Source material:
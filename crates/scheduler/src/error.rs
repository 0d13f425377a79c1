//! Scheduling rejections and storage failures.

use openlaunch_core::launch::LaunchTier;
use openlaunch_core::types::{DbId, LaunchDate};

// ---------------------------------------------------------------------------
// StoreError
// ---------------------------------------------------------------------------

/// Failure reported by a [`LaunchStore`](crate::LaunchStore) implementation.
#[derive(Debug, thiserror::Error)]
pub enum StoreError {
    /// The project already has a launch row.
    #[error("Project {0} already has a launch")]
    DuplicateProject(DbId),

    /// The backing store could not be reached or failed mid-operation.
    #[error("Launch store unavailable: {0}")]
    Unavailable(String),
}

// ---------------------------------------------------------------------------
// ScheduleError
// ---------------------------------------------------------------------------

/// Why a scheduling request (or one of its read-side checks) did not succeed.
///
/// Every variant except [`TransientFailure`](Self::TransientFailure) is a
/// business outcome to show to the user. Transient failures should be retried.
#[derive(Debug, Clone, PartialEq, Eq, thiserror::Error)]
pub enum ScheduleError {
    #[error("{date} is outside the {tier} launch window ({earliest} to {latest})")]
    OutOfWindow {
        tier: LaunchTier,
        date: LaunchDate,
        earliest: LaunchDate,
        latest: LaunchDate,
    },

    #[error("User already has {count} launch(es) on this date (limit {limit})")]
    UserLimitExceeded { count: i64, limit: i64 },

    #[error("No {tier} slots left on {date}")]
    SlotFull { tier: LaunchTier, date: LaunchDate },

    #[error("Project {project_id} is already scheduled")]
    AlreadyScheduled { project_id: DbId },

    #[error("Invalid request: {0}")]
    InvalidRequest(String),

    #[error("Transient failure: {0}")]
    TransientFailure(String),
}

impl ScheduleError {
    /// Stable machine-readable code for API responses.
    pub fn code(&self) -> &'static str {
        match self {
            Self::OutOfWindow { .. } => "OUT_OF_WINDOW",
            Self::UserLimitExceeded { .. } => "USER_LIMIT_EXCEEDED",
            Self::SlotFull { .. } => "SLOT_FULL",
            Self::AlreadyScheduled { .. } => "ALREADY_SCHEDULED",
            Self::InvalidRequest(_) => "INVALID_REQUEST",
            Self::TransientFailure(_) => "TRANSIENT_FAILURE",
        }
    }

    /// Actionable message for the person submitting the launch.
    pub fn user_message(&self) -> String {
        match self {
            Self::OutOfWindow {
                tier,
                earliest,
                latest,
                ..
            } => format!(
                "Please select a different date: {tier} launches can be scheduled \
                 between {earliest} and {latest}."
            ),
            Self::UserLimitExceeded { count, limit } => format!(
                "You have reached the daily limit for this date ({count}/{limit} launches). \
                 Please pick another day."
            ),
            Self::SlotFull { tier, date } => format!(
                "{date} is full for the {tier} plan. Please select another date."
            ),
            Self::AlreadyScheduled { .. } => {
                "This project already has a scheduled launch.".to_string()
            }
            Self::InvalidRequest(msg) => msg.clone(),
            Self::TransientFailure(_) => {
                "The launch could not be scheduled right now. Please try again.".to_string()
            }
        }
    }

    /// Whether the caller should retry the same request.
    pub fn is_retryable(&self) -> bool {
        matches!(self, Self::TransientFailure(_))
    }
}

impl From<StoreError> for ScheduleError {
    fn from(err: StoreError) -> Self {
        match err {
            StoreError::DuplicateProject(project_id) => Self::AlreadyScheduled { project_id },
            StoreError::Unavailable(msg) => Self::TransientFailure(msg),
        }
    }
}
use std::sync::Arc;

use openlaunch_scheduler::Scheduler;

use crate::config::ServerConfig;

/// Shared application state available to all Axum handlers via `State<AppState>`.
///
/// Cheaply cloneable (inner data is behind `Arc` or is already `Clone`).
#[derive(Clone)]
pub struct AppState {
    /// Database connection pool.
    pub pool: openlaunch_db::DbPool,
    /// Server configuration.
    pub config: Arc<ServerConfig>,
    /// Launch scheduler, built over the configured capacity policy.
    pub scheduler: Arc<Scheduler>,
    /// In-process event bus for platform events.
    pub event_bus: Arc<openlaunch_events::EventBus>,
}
==
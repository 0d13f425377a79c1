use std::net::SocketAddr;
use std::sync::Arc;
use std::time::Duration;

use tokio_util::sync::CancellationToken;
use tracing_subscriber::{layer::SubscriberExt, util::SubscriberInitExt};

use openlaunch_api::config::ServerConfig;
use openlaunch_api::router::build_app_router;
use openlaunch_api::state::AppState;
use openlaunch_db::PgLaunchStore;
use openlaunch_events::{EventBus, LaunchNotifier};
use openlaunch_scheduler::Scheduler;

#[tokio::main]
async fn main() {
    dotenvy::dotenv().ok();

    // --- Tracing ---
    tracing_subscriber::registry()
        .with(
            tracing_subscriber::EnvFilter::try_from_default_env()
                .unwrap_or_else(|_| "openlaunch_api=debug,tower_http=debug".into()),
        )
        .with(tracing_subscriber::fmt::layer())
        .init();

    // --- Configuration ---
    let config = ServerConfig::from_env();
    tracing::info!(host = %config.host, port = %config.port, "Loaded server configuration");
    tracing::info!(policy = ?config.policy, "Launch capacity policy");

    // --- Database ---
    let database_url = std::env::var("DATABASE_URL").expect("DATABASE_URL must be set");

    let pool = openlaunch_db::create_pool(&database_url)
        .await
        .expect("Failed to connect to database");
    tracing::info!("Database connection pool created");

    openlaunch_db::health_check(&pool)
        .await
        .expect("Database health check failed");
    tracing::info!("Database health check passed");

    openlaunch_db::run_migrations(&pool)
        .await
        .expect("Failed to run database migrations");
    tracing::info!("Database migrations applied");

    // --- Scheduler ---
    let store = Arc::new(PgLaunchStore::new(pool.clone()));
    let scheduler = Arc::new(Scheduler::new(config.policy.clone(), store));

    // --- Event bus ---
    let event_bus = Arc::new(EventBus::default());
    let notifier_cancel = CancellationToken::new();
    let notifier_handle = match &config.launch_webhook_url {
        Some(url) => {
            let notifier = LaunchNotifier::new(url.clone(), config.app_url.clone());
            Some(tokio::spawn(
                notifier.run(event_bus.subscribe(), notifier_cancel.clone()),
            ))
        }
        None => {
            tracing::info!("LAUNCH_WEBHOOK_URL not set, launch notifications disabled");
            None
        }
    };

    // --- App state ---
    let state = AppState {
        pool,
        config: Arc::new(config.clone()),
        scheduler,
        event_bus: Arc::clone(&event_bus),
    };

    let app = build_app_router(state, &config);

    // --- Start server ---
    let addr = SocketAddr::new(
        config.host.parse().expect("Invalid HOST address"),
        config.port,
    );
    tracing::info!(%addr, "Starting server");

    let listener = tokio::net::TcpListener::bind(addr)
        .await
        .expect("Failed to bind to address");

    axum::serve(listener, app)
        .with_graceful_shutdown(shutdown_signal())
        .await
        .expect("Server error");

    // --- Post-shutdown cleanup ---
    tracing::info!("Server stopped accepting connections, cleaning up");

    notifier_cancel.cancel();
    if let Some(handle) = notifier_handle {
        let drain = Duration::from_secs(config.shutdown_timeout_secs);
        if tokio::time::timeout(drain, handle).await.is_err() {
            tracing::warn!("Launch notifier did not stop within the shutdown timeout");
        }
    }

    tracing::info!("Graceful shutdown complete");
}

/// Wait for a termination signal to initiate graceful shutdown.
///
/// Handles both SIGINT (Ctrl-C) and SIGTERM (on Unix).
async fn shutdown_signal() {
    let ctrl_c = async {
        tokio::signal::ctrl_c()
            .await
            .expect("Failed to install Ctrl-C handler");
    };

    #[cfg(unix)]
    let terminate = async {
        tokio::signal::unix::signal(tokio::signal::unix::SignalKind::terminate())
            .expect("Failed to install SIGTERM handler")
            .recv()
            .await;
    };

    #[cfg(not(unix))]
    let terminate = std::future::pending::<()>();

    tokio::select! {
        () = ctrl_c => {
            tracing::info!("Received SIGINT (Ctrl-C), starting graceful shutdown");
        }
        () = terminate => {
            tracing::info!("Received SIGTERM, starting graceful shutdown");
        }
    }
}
==
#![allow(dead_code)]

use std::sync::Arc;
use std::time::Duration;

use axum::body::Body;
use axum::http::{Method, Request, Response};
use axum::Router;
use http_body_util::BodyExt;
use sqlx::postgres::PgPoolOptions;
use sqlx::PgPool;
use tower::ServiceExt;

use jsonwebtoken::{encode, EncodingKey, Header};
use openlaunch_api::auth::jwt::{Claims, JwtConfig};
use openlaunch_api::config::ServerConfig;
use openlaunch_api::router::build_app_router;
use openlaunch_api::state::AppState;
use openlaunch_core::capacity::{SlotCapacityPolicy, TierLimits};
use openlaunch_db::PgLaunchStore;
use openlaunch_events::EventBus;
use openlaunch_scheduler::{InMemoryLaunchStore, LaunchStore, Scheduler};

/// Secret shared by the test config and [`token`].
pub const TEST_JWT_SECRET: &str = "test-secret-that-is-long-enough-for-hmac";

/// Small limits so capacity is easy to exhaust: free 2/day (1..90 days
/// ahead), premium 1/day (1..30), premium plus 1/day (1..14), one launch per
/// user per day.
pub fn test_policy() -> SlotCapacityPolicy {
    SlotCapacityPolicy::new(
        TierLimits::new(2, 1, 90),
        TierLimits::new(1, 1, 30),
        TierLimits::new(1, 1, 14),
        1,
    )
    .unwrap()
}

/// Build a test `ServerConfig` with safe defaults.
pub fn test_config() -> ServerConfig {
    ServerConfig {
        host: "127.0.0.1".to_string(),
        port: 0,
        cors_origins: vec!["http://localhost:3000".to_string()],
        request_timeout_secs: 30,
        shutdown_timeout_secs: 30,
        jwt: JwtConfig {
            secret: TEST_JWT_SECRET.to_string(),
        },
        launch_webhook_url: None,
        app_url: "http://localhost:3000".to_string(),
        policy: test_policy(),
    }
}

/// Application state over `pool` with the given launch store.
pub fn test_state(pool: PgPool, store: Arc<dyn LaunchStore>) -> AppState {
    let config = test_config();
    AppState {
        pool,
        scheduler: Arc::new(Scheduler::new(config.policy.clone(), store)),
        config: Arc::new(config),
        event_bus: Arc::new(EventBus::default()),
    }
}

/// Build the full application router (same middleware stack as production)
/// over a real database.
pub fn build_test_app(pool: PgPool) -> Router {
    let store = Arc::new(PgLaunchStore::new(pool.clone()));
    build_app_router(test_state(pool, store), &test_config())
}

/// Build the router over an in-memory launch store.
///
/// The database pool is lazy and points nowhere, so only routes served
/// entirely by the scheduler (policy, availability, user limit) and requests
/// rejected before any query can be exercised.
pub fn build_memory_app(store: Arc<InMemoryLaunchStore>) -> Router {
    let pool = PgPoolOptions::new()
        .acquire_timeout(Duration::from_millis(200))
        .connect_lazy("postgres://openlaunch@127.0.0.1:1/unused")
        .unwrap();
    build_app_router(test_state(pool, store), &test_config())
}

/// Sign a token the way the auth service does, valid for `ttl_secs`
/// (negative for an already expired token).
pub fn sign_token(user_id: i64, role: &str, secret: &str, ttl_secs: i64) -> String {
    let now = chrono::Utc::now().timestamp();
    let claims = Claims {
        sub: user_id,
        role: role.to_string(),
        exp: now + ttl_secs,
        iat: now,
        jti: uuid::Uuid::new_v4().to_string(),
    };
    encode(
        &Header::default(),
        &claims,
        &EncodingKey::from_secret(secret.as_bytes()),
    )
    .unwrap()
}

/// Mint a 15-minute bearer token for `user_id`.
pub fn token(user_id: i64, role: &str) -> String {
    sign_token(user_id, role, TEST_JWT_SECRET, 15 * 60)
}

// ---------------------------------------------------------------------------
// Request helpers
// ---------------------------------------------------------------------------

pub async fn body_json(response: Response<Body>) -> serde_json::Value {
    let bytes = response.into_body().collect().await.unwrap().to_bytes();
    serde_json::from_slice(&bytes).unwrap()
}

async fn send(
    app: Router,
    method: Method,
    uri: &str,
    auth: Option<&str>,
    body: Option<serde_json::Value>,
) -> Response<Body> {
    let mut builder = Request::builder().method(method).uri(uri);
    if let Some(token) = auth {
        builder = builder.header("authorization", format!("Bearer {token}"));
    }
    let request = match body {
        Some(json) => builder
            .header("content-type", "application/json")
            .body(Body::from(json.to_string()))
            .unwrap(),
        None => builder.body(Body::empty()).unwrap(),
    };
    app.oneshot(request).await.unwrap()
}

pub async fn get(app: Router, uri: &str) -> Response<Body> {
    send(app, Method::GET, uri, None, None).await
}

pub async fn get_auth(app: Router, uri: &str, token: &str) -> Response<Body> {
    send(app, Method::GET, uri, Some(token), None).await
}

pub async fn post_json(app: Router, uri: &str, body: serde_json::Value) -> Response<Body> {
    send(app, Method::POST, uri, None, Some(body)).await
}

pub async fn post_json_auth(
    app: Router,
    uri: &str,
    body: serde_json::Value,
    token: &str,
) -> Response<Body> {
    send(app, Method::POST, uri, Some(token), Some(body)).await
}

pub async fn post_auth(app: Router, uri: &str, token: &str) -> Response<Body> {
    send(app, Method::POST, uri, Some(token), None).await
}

Your instructions:
State how many lines of the listing above include the word "address". Give nothing but the number.

Answer for the task:
2